きれいな独房
かわいそうなのは、自宅からヘリコプターにさらわれていった牛丸平太郎少年だった。
彼がヘリコプターに収容せられたときには、気を失っていた。だから、あとのことはよくおぼえていない。
気がついたときは、固いベッドの上に寝ていた。おどろいて彼は起き直った。からだが方々痛い。
「おお、これは……」
明かるく照明された、せまい一室だったが、入口は扉のかわりに、鉄の格子がはまっていた。牢屋だった。ベッドは部屋の隅にとりつけてあって、腰かけの用もしていた。
「ぼくを、こんなところへいれて、どうするつもりやろ」
牛丸は、鉄格子のところへいって、それが開くかどうかためしてみた。だめだった。鉄格子の外側には、がんじょうな錠前がぶら下っているのが見えた。
鉄格子の前は通路になっていた。そして正面には、壁があるだけだった。
どこか抜けだすところはないかと、牛丸少年は部屋中を見まわした。天井に小さい空気穴があいているだけだ。そこからでようとしても人間にはできないことだった。小さい猫ならでられるかもしれないが、牛丸は猫ではなかった。
天井は、高かった。室内には、ベッドの外になんにもない。いや、一つあった。それは便器であった。
牛丸少年は、この部屋に永いこと、とめておかれた。ここでは、時刻がさっぱり分らなかったけれど、牢番らしい男がきて、鉄格子の窓から、食事をさしいれていったので、朝がきたらしいことをさとった。
牢番は、五十歳ぐらいのじゃがいものように、でくでく太ったおじさんだった。牛丸が話しかけても、牢番男は首を左右にふるだけで、返事をしなかった。
昼飯を持ってきたときに、牛丸はまた話しかけた。牢番は同じように首を左右にふり、指で自分の耳と口とをさして、
(わしは、耳がきこえないし、口もきけないよ)
と、知らせた。夕飯のとき、牛丸が話しかけようとすると、牢番は、こわい目でにらんだ。そして不安な目付で左右をふりかえった。そしてもう一度こわい目をし、大口をあいて、牛丸少年をおどかした。
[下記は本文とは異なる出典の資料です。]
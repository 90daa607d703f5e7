//! The descriptor tree and everything computed from it.
//!
//! - [`TypeDescriptor`]: one node, immutable once built
//! - [`TyKind`]: the closed set of node shapes
//! - [`TyFlags`]: whole-tree properties cached at construction
//! - [`TypeDescription`]: what a host must expose for a tree to be built
//!
//! Renderings live in `render.rs`, structural equality and hashing in `eq.rs`.

mod description;
mod eq;
mod flags;
mod kind;
mod render;
mod ty;

pub use description::{TypeDescription, is_default_element_name};
pub use eq::{HASH_MULTIPLIER, HASH_SEED, combine_hash};
pub use flags::TyFlags;
pub use kind::TyKind;
pub use ty::{Ident, TypeDescriptor};
//! Public error types.
//!
//! Internal errors (see [`crate::signature::ParseError`]) are converted into
//! these at the API boundary so callers only ever match on [`Error`].

use core::fmt;

use crate::signature::{ParseError, Span};

/// Public error type for every fallible operation in this crate.
#[derive(Debug, Clone)]
pub enum Error {
    /// Invalid API usage, e.g. a member name that is not positional.
    Api(String),

    /// The input text could not be turned into a signature, or the signature
    /// is unusable for what was asked of it.
    ///
    /// Carries one or more diagnostics pointing into `source`.
    Compilation {
        diagnostics: Vec<Diagnostic>,
        source: String,
        filename: Option<String>,
    },
}

impl Error {
    /// Build a single-diagnostic compilation error.
    pub fn compilation(diagnostic: Diagnostic, source: impl Into<String>) -> Self {
        Error::Compilation {
            diagnostics: vec![diagnostic],
            source: source.into(),
            filename: None,
        }
    }

    /// Set the filename for this error.
    pub fn with_filename(self, filename: impl Into<String>) -> Self {
        match self {
            Error::Compilation {
                diagnostics,
                source,
                ..
            } => Error::Compilation {
                diagnostics,
                source,
                filename: Some(filename.into()),
            },
            other => other,
        }
    }

    /// Set the filename if provided, otherwise return self unchanged.
    pub fn with_filename_opt(self, filename: Option<&str>) -> Self {
        match filename {
            Some(f) => self.with_filename(f),
            None => self,
        }
    }

    /// Get the filename associated with this error, if any.
    pub fn filename(&self) -> Option<&str> {
        match self {
            Error::Compilation { filename, .. } => filename.as_deref(),
            Error::Api(_) => None,
        }
    }

    /// Diagnostics carried by this error; empty for [`Error::Api`].
    pub fn diagnostics(&self) -> &[Diagnostic] {
        match self {
            Error::Compilation { diagnostics, .. } => diagnostics,
            Error::Api(_) => &[],
        }
    }
}

impl fmt::Display for Error {
    fn fmt(&self, f: &mut fmt::Formatter) -> fmt::Result {
        match self {
            Error::Api(msg) => write!(f, "API error: {}", msg),
            Error::Compilation { diagnostics, .. } => {
                let errors = diagnostics
                    .iter()
                    .filter(|d| d.severity == Severity::Error)
                    .count();
                match diagnostics.first() {
                    Some(first) if diagnostics.len() == 1 => write!(f, "{}", first.message),
                    _ => write!(f, "signature rejected with {} error(s)", errors),
                }
            }
        }
    }
}

impl std::error::Error for Error {}

/// A diagnostic message with a source location.
#[derive(Debug, Clone, PartialEq, Eq)]
pub struct Diagnostic {
    pub severity: Severity,

    /// Primary diagnostic message.
    pub message: String,

    /// Byte range of the primary issue.
    pub span: Span,

    /// Related locations that provide additional context.
    pub related: Vec<RelatedInfo>,

    /// Help messages suggesting how to fix the issue.
    pub help: Vec<String>,

    /// Error code (e.g. "P001") for documentation lookup.
    pub code: Option<String>,
}

impl Diagnostic {
    pub fn error(message: impl Into<String>, span: Span) -> Self {
        Self::new(Severity::Error, message, span)
    }

    pub fn warning(message: impl Into<String>, span: Span) -> Self {
        Self::new(Severity::Warning, message, span)
    }

    fn new(severity: Severity, message: impl Into<String>, span: Span) -> Self {
        Diagnostic {
            severity,
            message: message.into(),
            span,
            related: Vec::new(),
            help: Vec::new(),
            code: None,
        }
    }

    pub fn with_code(mut self, code: impl Into<String>) -> Self {
        self.code = Some(code.into());
        self
    }

    pub fn with_help(mut self, help: impl Into<String>) -> Self {
        self.help.push(help.into());
        self
    }

    pub fn with_related(mut self, span: Span, message: impl Into<String>) -> Self {
        self.related.push(RelatedInfo {
            span,
            message: message.into(),
        });
        self
    }
}

#[derive(Debug, Clone, Copy, PartialEq, Eq)]
pub enum Severity {
    /// The input cannot be used.
    Error,
    /// The input is usable but the generated code would be suspicious.
    Warning,
    Info,
}

impl fmt::Display for Severity {
    fn fmt(&self, f: &mut fmt::Formatter) -> fmt::Result {
        match self {
            Severity::Error => write!(f, "error"),
            Severity::Warning => write!(f, "warning"),
            Severity::Info => write!(f, "info"),
        }
    }
}

/// Related information for a diagnostic (e.g. "first declared here").
#[derive(Debug, Clone, PartialEq, Eq)]
pub struct RelatedInfo {
    pub span: Span,
    pub message: String,
}

impl From<ParseError> for Error {
    fn from(err: ParseError) -> Self {
        let diagnostic = err.to_diagnostic();
        Error::compilation(diagnostic, err.input)
    }
}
牛丸は、がっかりした。すべての望みを失い、ベッドにうっ伏して、わあわあ泣いた。だが、誰もそれを慰めにきてくれる者はなかった。
疲れ切っていたと見え、その姿勢のまま、牛丸はねむってしまったらしい。
「起きろ。こら、起きろ、子供」
あらあらしい声に、牛丸はやっと目がさめた。
「さあ起きろ。頭目のお呼びだ。おとなしくついてくるんだぞ」若い男が、そういって、牛丸の手首にがちゃりと手錠をはめた。牛丸は引立てられて、監房をでた。
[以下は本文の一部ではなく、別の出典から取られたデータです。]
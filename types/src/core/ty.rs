use string_cache::DefaultAtom;

use super::flags::TyFlags;
use super::kind::TyKind;

/// Interned identifier. Qualified names such as `System.Int32` repeat across
/// every descriptor built in a process, so they are stored once.
pub type Ident = DefaultAtom;

/// One type argument at one nesting position, plus everything needed to
/// name and render it.
///
/// Descriptors are immutable once built. `PartialEq`, `Eq` and `Hash` are
/// structural over the rendered names (see `eq.rs`), never over raw fields.
#[derive(Debug, Clone)]
pub struct TypeDescriptor {
    name: Ident,
    qualified: Ident,
    kind: TyKind,
    field: Option<Ident>,
    flags: TyFlags,
}

impl TypeDescriptor {
    /// Build a node from its parts.
    ///
    /// `name` is the unqualified declared name (`Int32`, `List`, `Nullable`,
    /// `ValueTuple`) and `qualified` the namespace-qualified name without
    /// generic arguments (`System.Collections.Generic.List`, `System.Int32?`).
    pub fn new(name: impl AsRef<str>, qualified: impl AsRef<str>, kind: TyKind) -> Self {
        let flags = kind.compute_flags();
        Self {
            name: Ident::from(name.as_ref()),
            qualified: Ident::from(qualified.as_ref()),
            kind,
            field: None,
            flags,
        }
    }

    pub fn scalar(name: impl AsRef<str>, qualified: impl AsRef<str>) -> Self {
        Self::new(name, qualified, TyKind::Scalar { nullable: false })
    }

    pub fn generic(
        name: impl AsRef<str>,
        qualified: impl AsRef<str>,
        args: impl IntoIterator<Item = TypeDescriptor>,
    ) -> Self {
        let kind = TyKind::Generic {
            args: args.into_iter().collect(),
            nullable: false,
        };
        Self::new(name, qualified, kind)
    }

    /// A nullable value wrapping `inner`, named the way the host reports it:
    /// simple name `Nullable`, qualified name `<inner>?`.
    pub fn nullable_value(inner: TypeDescriptor) -> Self {
        let qualified = format!("{}?", inner.qualified_name());
        Self::new(
            "Nullable",
            qualified,
            TyKind::NullableValue(Some(Box::new(inner))),
        )
    }

    pub fn tuple(
        qualified: impl AsRef<str>,
        elements: impl IntoIterator<Item = TypeDescriptor>,
    ) -> Self {
        let elements = elements.into_iter().collect();
        Self::new("ValueTuple", qualified, TyKind::Tuple(elements))
    }

    /// Mark a leaf or generic node as an annotated nullable reference.
    ///
    /// Tuples and nullable values have no reference form and are returned
    /// unchanged.
    pub fn with_nullable_reference(mut self) -> Self {
        match &mut self.kind {
            TyKind::Scalar { nullable } | TyKind::Generic { nullable, .. } => {
                *nullable = true;
                self.flags |= TyFlags::NULLABLE;
            }
            TyKind::Tuple(_) | TyKind::NullableValue(_) => {}
        }
        self
    }

    /// Attach the declared label of a tuple element.
    pub fn with_field_name(mut self, field: impl AsRef<str>) -> Self {
        self.field = Some(Ident::from(field.as_ref()));
        self
    }

    pub(crate) fn with_flags(mut self, flags: TyFlags) -> Self {
        self.flags |= flags;
        self
    }

    pub fn simple_name(&self) -> &str {
        &self.name
    }

    pub fn qualified_name(&self) -> &str {
        &self.qualified
    }

    pub fn kind(&self) -> &TyKind {
        &self.kind
    }

    pub fn children(&self) -> &[TypeDescriptor] {
        self.kind.children()
    }

    pub fn field_name(&self) -> Option<&str> {
        self.field.as_deref()
    }

    pub fn flags(&self) -> TyFlags {
        self.flags
    }

    pub fn is_tuple(&self) -> bool {
        self.kind.is_tuple()
    }

    pub fn is_nullable_value(&self) -> bool {
        self.kind.is_nullable_value()
    }

    pub fn is_nullable_reference(&self) -> bool {
        self.kind.is_nullable_reference()
    }

    /// True when the host annotated the type itself with `?`, whichever
    /// kind of nullability that means.
    pub fn is_nullable_annotated(&self) -> bool {
        self.is_nullable_value() || self.is_nullable_reference()
    }
}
前後左右をまもられて、牛丸少年は通路を永く歩かせられ、それからエレベーターに乗せられて上の方へのぼっていった。その道中に彼はたえずあたりに気を配ったが、それはなかなかりっぱな建物に見えた。彼はここがカンヌキ山のずっと奥深い山ぶところにかくされたる六天山塞の地下巣窟だとは知らなかった。
「頭目。牛丸平太郎をつれてまいりました」
若い男は、頭目四馬剣尺が待っている大きな部屋へ少年をつれこんだ。
牛丸少年は、そこではじめて頭目なる人物を見た。
華麗に中国風に飾りたてた部屋の正面に、一段高く壇を築き、その上に、竜の彫りもののあるすばらしい大椅子に、悠然と腰を下ろしているあやしき覆面の人物は、四馬頭目にちがいなかった。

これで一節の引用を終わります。